Example Method for Efficient Retrieval Augmented Generation
[0050]
[0051]At block 305, the computing device accesses an input prompt. As used herein, “accessing” data may generally include receiving, requesting, retrieving, obtaining, generating, or otherwise gaining access to the data. For example, the input prompt may be received from a requesting entity, such as a user. In some aspects, the input prompt comprises natural language (e.g., text or audio) indicating a request or question to be answered by the computing device.
[0052]At block 310, the computing device decomposes the input prompt into a set of sub-prompts, as discussed above. For example, the computing device may process the input prompt using a machine learning model (e.g., an LLM) to generate a respective sub-prompt for each logical portion of the input prompt (e.g., based in part on named entity recognition). As discussed above, in some aspects, each sub-prompt generally corresponds to a question that should be answered (e.g., a question for which information or a response is relevant) in order to answer the input prompt.

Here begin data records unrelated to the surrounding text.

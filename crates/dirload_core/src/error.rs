//! Error types for the bulk-load engine.

use std::io;
use thiserror::Error;

/// Result type for core operations.
pub type CoreResult<T> = Result<T, CoreError>;

/// Errors that can occur while importing or rebuilding.
#[derive(Debug, Error)]
pub enum CoreError {
    /// Scratch storage backend error.
    #[error("storage error: {0}")]
    Storage(#[from] dirload_storage::StorageError),

    /// I/O error.
    #[error("I/O error: {0}")]
    Io(#[from] io::Error),

    /// Not enough memory for even the smallest buffer layout.
    #[error(
        "insufficient memory: {available} bytes available, at least {required} bytes required"
    )]
    InsufficientMemory {
        /// Memory that was available to the planner.
        available: u64,
        /// Minimum memory needed with a single worker thread.
        required: u64,
    },

    /// Configuration is inconsistent or incomplete.
    #[error("invalid configuration: {message}")]
    InvalidConfiguration {
        /// Description of the problem.
        message: String,
    },

    /// A distinguished name could not be parsed.
    #[error("invalid DN {dn:?}: {message}")]
    InvalidDn {
        /// The offending DN text.
        dn: String,
        /// Description of the problem.
        message: String,
    },

    /// LDIF input could not be parsed.
    #[error("LDIF error at line {line}: {message}")]
    Ldif {
        /// One-based line number of the record.
        line: u64,
        /// Description of the problem.
        message: String,
    },

    /// A scratch file did not decode as expected.
    #[error("scratch file corruption: {message}")]
    ScratchCorruption {
        /// Description of the corruption.
        message: String,
    },

    /// A structural invariant of the directory tree was violated.
    #[error("constraint violation: {message}")]
    ConstraintViolation {
        /// Description of the violation.
        message: String,
    },

    /// The destination store rejected an operation.
    #[error("store error: {message}")]
    Store {
        /// Description of the failure.
        message: String,
    },

    /// The run was canceled.
    ///
    /// This is a control signal, not a failure: the orchestrator reports a
    /// canceled run as interrupted.
    #[error("import canceled")]
    Canceled,

    /// A worker thread panicked.
    #[error("task {task} failed unexpectedly")]
    TaskFailed {
        /// Name of the task.
        task: String,
    },

    /// Another run already holds the scratch directory.
    #[error("scratch directory locked: {path}")]
    ScratchDirLocked {
        /// The locked directory.
        path: String,
    },
}

impl CoreError {
    /// Creates an invalid configuration error.
    pub fn invalid_configuration(message: impl Into<String>) -> Self {
        Self::InvalidConfiguration {
            message: message.into(),
        }
    }

    /// Creates an invalid DN error.
    pub fn invalid_dn(dn: impl Into<String>, message: impl Into<String>) -> Self {
        Self::InvalidDn {
            dn: dn.into(),
            message: message.into(),
        }
    }

    /// Creates an LDIF parse error.
    pub fn ldif(line: u64, message: impl Into<String>) -> Self {
        Self::Ldif {
            line,
            message: message.into(),
        }
    }

    /// Creates a scratch corruption error.
    pub fn scratch_corruption(message: impl Into<String>) -> Self {
        Self::ScratchCorruption {
            message: message.into(),
        }
    }

    /// Creates a constraint violation error.
    pub fn constraint_violation(message: impl Into<String>) -> Self {
        Self::ConstraintViolation {
            message: message.into(),
        }
    }

    /// Creates a store error.
    pub fn store(message: impl Into<String>) -> Self {
        Self::Store {
            message: message.into(),
        }
    }

    /// Returns true for the cancellation signal.
    #[must_use]
    pub fn is_canceled(&self) -> bool {
        matches!(self, Self::Canceled)
    }

    /// Returns true if the error reports a full disk.
    #[must_use]
    pub fn is_disk_full(&self) -> bool {
        let io = match self {
            Self::Io(err) => err,
            Self::Storage(dirload_storage::StorageError::Io(err)) => err,
            _ => return false,
        };
        io.raw_os_error() == Some(DISK_FULL_OS_ERROR)
    }
}

#[cfg(windows)]
const DISK_FULL_OS_ERROR: i32 = 112;
#[cfg(not(windows))]
const DISK_FULL_OS_ERROR: i32 = 28;

#[cfg(test)]
mod tests {
    use super::*;

    #[test]
    fn messages_name_the_problem() {
        let err = CoreError::InsufficientMemory {
            available: 1024,
            required: 4096,
        };
        assert_eq!(
            err.to_string(),
            "insufficient memory: 1024 bytes available, at least 4096 bytes required"
        );
        assert_eq!(
            CoreError::constraint_violation("parent of 'cn=x' missing").to_string(),
            "constraint violation: parent of 'cn=x' missing"
        );
    }

    #[test]
    fn storage_errors_convert() {
        let err: CoreError = dirload_storage::StorageError::Discarded.into();
        assert!(matches!(err, CoreError::Storage(_)));
        assert!(!err.is_canceled());
        assert!(CoreError::Canceled.is_canceled());
    }

    #[test]
    fn disk_full_is_recognised() {
        let full = CoreError::Io(io::Error::from_raw_os_error(DISK_FULL_OS_ERROR));
        assert!(full.is_disk_full());
        let wrapped: CoreError = dirload_storage::StorageError::Io(io::Error::from_raw_os_error(
            DISK_FULL_OS_ERROR,
        ))
        .into();
        assert!(wrapped.is_disk_full());
        assert!(!CoreError::store("x").is_disk_full());
    }
}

[0053]At block 315, the computing device identifies zero or more sequences of sub-prompts that have sequential dependency (e.g., sub-prompts where the input of each sub-prompt, other than the first, is dependent on the output of at least one other sub-prompt). For example, as discussed above, the computing device may generate a query graph reflecting the dependencies. As discussed above, in some aspects, some or all of the sub-prompts having sequential dependencies with each other may lack such dependencies with one or more other sub-prompts, potentially enabling bundled parallel execution with other non-dependent sub-prompts.
[0054]At block 320, the computing device identifies zero or more sets of sub-prompts that have no sequential dependency with respect to each other. In some aspects, as discussed above, one or more of the sub-prompts that lack sequential dependency with respect to each other may have sequential dependency with respect to one or more other sub-prompts. For example, the sequence of requests may include a first request with one sub-prompt, a parallel request with two sub-prompts that incorporate the answer to the first request, and so on.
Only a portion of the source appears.